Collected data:
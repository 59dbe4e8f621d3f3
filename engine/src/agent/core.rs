//! Research Agent
//!
//! One turn goes through these stages:
//!
//! 1. Load or create the conversation context
//! 2. Run the research loop (classification, search rounds, context)
//! 3. Add the document checklist when the user is drafting a document
//! 4. Build the system instruction and open the model stream
//! 5. Hand the stream to the `ResponseStreamer`
//!
//! Search and memory failures degrade the context. Failing to open the model
//! stream aborts the turn with `ModelUnavailable`, since there is no answer
//! to produce without it.

use sdk::errors::EngineError;
use sdk::types::Role;
use std::sync::Arc;
use tokio_util::sync::CancellationToken;
use tracing::{error, info, info_span, Instrument};
use uuid::Uuid;

use crate::classifier::ResearchMode;
use crate::conductor::{ResearchOutcome, RoundOrchestrator};
use crate::config::Config;
use crate::llm::{build_model, CompletionModel, Message};
use crate::memory::{MemoryStore, StoredMessage};
use crate::requirements::{extract_user_data, missing_block, RequirementTracker};
use crate::search::{HttpSearchProvider, SearchExecutor};
use crate::streaming::{ResponseStream, ResponseStreamer, TurnRecord};

const BASE_INSTRUCTIONS: &str = "You are a legal research assistant. \
Answer in the language of the question. \
Ground every legal statement in the sources provided below and cite them by their number, e.g. [1]. \
If no sources were found or search was unavailable, say so plainly and answer with appropriate caution. \
Never invent article numbers, case numbers or citations.";

/// One user turn
#[derive(Debug, Clone)]
pub struct TurnRequest {
    pub conversation_id: String,
    pub user_id: String,
    pub message: String,
    pub mode: ResearchMode,
    /// Case whose documents should be searched alongside the web
    pub process_id: Option<String>,
}

impl TurnRequest {
    pub fn new(
        conversation_id: impl Into<String>,
        user_id: impl Into<String>,
        message: impl Into<String>,
    ) -> Self {
        Self {
            conversation_id: conversation_id.into(),
            user_id: user_id.into(),
            message: message.into(),
            mode: ResearchMode::default(),
            process_id: None,
        }
    }

    pub fn with_mode(mut self, mode: ResearchMode) -> Self {
        self.mode = mode;
        self
    }

    pub fn with_process(mut self, process_id: impl Into<String>) -> Self {
        self.process_id = Some(process_id.into());
        self
    }
}

pub struct ResearchAgent {
    orchestrator: RoundOrchestrator,
    model: Arc<dyn CompletionModel>,
    tracker: RequirementTracker,
    streamer: ResponseStreamer,
}

impl ResearchAgent {
    pub fn new(
        orchestrator: RoundOrchestrator,
        model: Arc<dyn CompletionModel>,
        tracker: RequirementTracker,
        streamer: ResponseStreamer,
    ) -> Self {
        Self {
            orchestrator,
            model,
            tracker,
            streamer,
        }
    }

    /// Wire up the HTTP search provider, configured model and templates
    pub fn from_config(config: &Config, memory: MemoryStore) -> Result<Self, EngineError> {
        let provider = Arc::new(HttpSearchProvider::new(&config.search)?);
        let executor = SearchExecutor::new(provider, config.search.max_snippet_chars);
        let orchestrator = RoundOrchestrator::from_config(config, executor, memory.clone())?;
        let model = build_model(&config.llm)?;
        let tracker = RequirementTracker::load_or_embedded(config.requirements.templates.as_deref())?;
        let streamer = ResponseStreamer::new(memory, &config.streaming);

        Ok(Self::new(orchestrator, model, tracker, streamer))
    }

    pub fn orchestrator(&self) -> &RoundOrchestrator {
        &self.orchestrator
    }

    pub fn tracker(&self) -> &RequirementTracker {
        &self.tracker
    }

    /// Research and answer one user message
    ///
    /// Returns once the model stream is open; the answer arrives through the
    /// returned stream. Cancelling `cancel` or dropping the stream discards
    /// the turn.
    pub async fn handle_turn(
        &self,
        request: TurnRequest,
        cancel: CancellationToken,
    ) -> Result<ResponseStream, EngineError> {
        let span = info_span!(
            "turn",
            conversation_id = %request.conversation_id,
            user_id = %request.user_id,
        );
        self.handle_turn_inner(request, cancel).instrument(span).await
    }

    async fn handle_turn_inner(
        &self,
        request: TurnRequest,
        cancel: CancellationToken,
    ) -> Result<ResponseStream, EngineError> {
        let memory = self.orchestrator.memory();
        let context = memory
            .get_context(&request.conversation_id, &request.user_id)
            .await;

        let outcome = self
            .orchestrator
            .run_scoped(
                &request.message,
                &context,
                request.mode,
                request.process_id.as_deref(),
                &cancel,
            )
            .await?;

        let checklist = self.checklist_block(&request.message, &outcome.history);
        let messages = build_messages(&request.message, &outcome, checklist.as_deref());

        let opened = tokio::select! {
            biased;
            _ = cancel.cancelled() => return Err(EngineError::Cancelled),
            opened = self.model.stream(&messages) => opened,
        };
        let tokens = opened.map_err(|e| {
            error!(model = self.model.name(), error = %e, "Model unavailable");
            EngineError::from(e)
        })?;

        info!(
            model = self.model.name(),
            search_performed = outcome.search_performed,
            rounds = outcome.total_rounds,
            "Streaming answer"
        );

        let turn = TurnRecord {
            conversation_id: request.conversation_id,
            user_id: request.user_id,
            user_message_id: Uuid::new_v4().to_string(),
            user_message: request.message,
            assistant_message_id: Uuid::new_v4().to_string(),
            metadata: outcome.to_metadata(),
            summary: outcome.summary(),
            entities: outcome.detection.matched_entities.clone(),
            search: outcome.search_record.clone(),
        };

        Ok(self.streamer.spawn(tokens, turn, cancel.child_token()))
    }

    /// Missing-data block when the conversation is drafting a document
    ///
    /// The drafting request may be the current message or an earlier one;
    /// values the user typed in any earlier message still count.
    fn checklist_block(&self, message: &str, history: &[StoredMessage]) -> Option<String> {
        let user_messages: Vec<&str> = history
            .iter()
            .filter(|m| m.role == Role::User)
            .map(|m| m.content.as_str())
            .chain(std::iter::once(message))
            .collect();

        let kind = user_messages
            .iter()
            .rev()
            .filter(|m| self.tracker.is_drafting_request(m))
            .find_map(|m| self.tracker.detect_document_kind(m))?;

        let mut items = self.tracker.build_checklist(&kind.id)?;
        for text in &user_messages {
            let data = extract_user_data(text);
            if !data.is_empty() {
                items = self.tracker.apply_user_data(&kind.id, items, &data);
            }
        }

        Some(missing_block(kind, &items))
    }
}

/// System instruction plus conversation for the model
///
/// When research ran, the history is already part of the context block.
/// Otherwise it is passed as chat turns.
pub fn build_messages(
    query: &str,
    outcome: &ResearchOutcome,
    checklist: Option<&str>,
) -> Vec<Message> {
    let mut system = BASE_INSTRUCTIONS.to_string();
    if !outcome.final_context.is_empty() {
        system.push_str("\n\n");
        system.push_str(&outcome.final_context);
    }
    if let Some(block) = checklist {
        system.push_str("\n\n");
        system.push_str(block);
    }

    let mut messages = vec![Message::system(system)];
    if !outcome.search_performed {
        messages.extend(outcome.history.iter().map(|m| Message {
            role: m.role.into(),
            content: m.content.clone(),
        }));
    }
    messages.push(Message::user(query));
    messages
}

**Task directions**
Where a line above contains the word "opened", copy that line.

**Answer**
        let opened = tokio::select! {
            opened = self.model.stream(&messages) => opened,
        let tokens = opened.map_err(|e| {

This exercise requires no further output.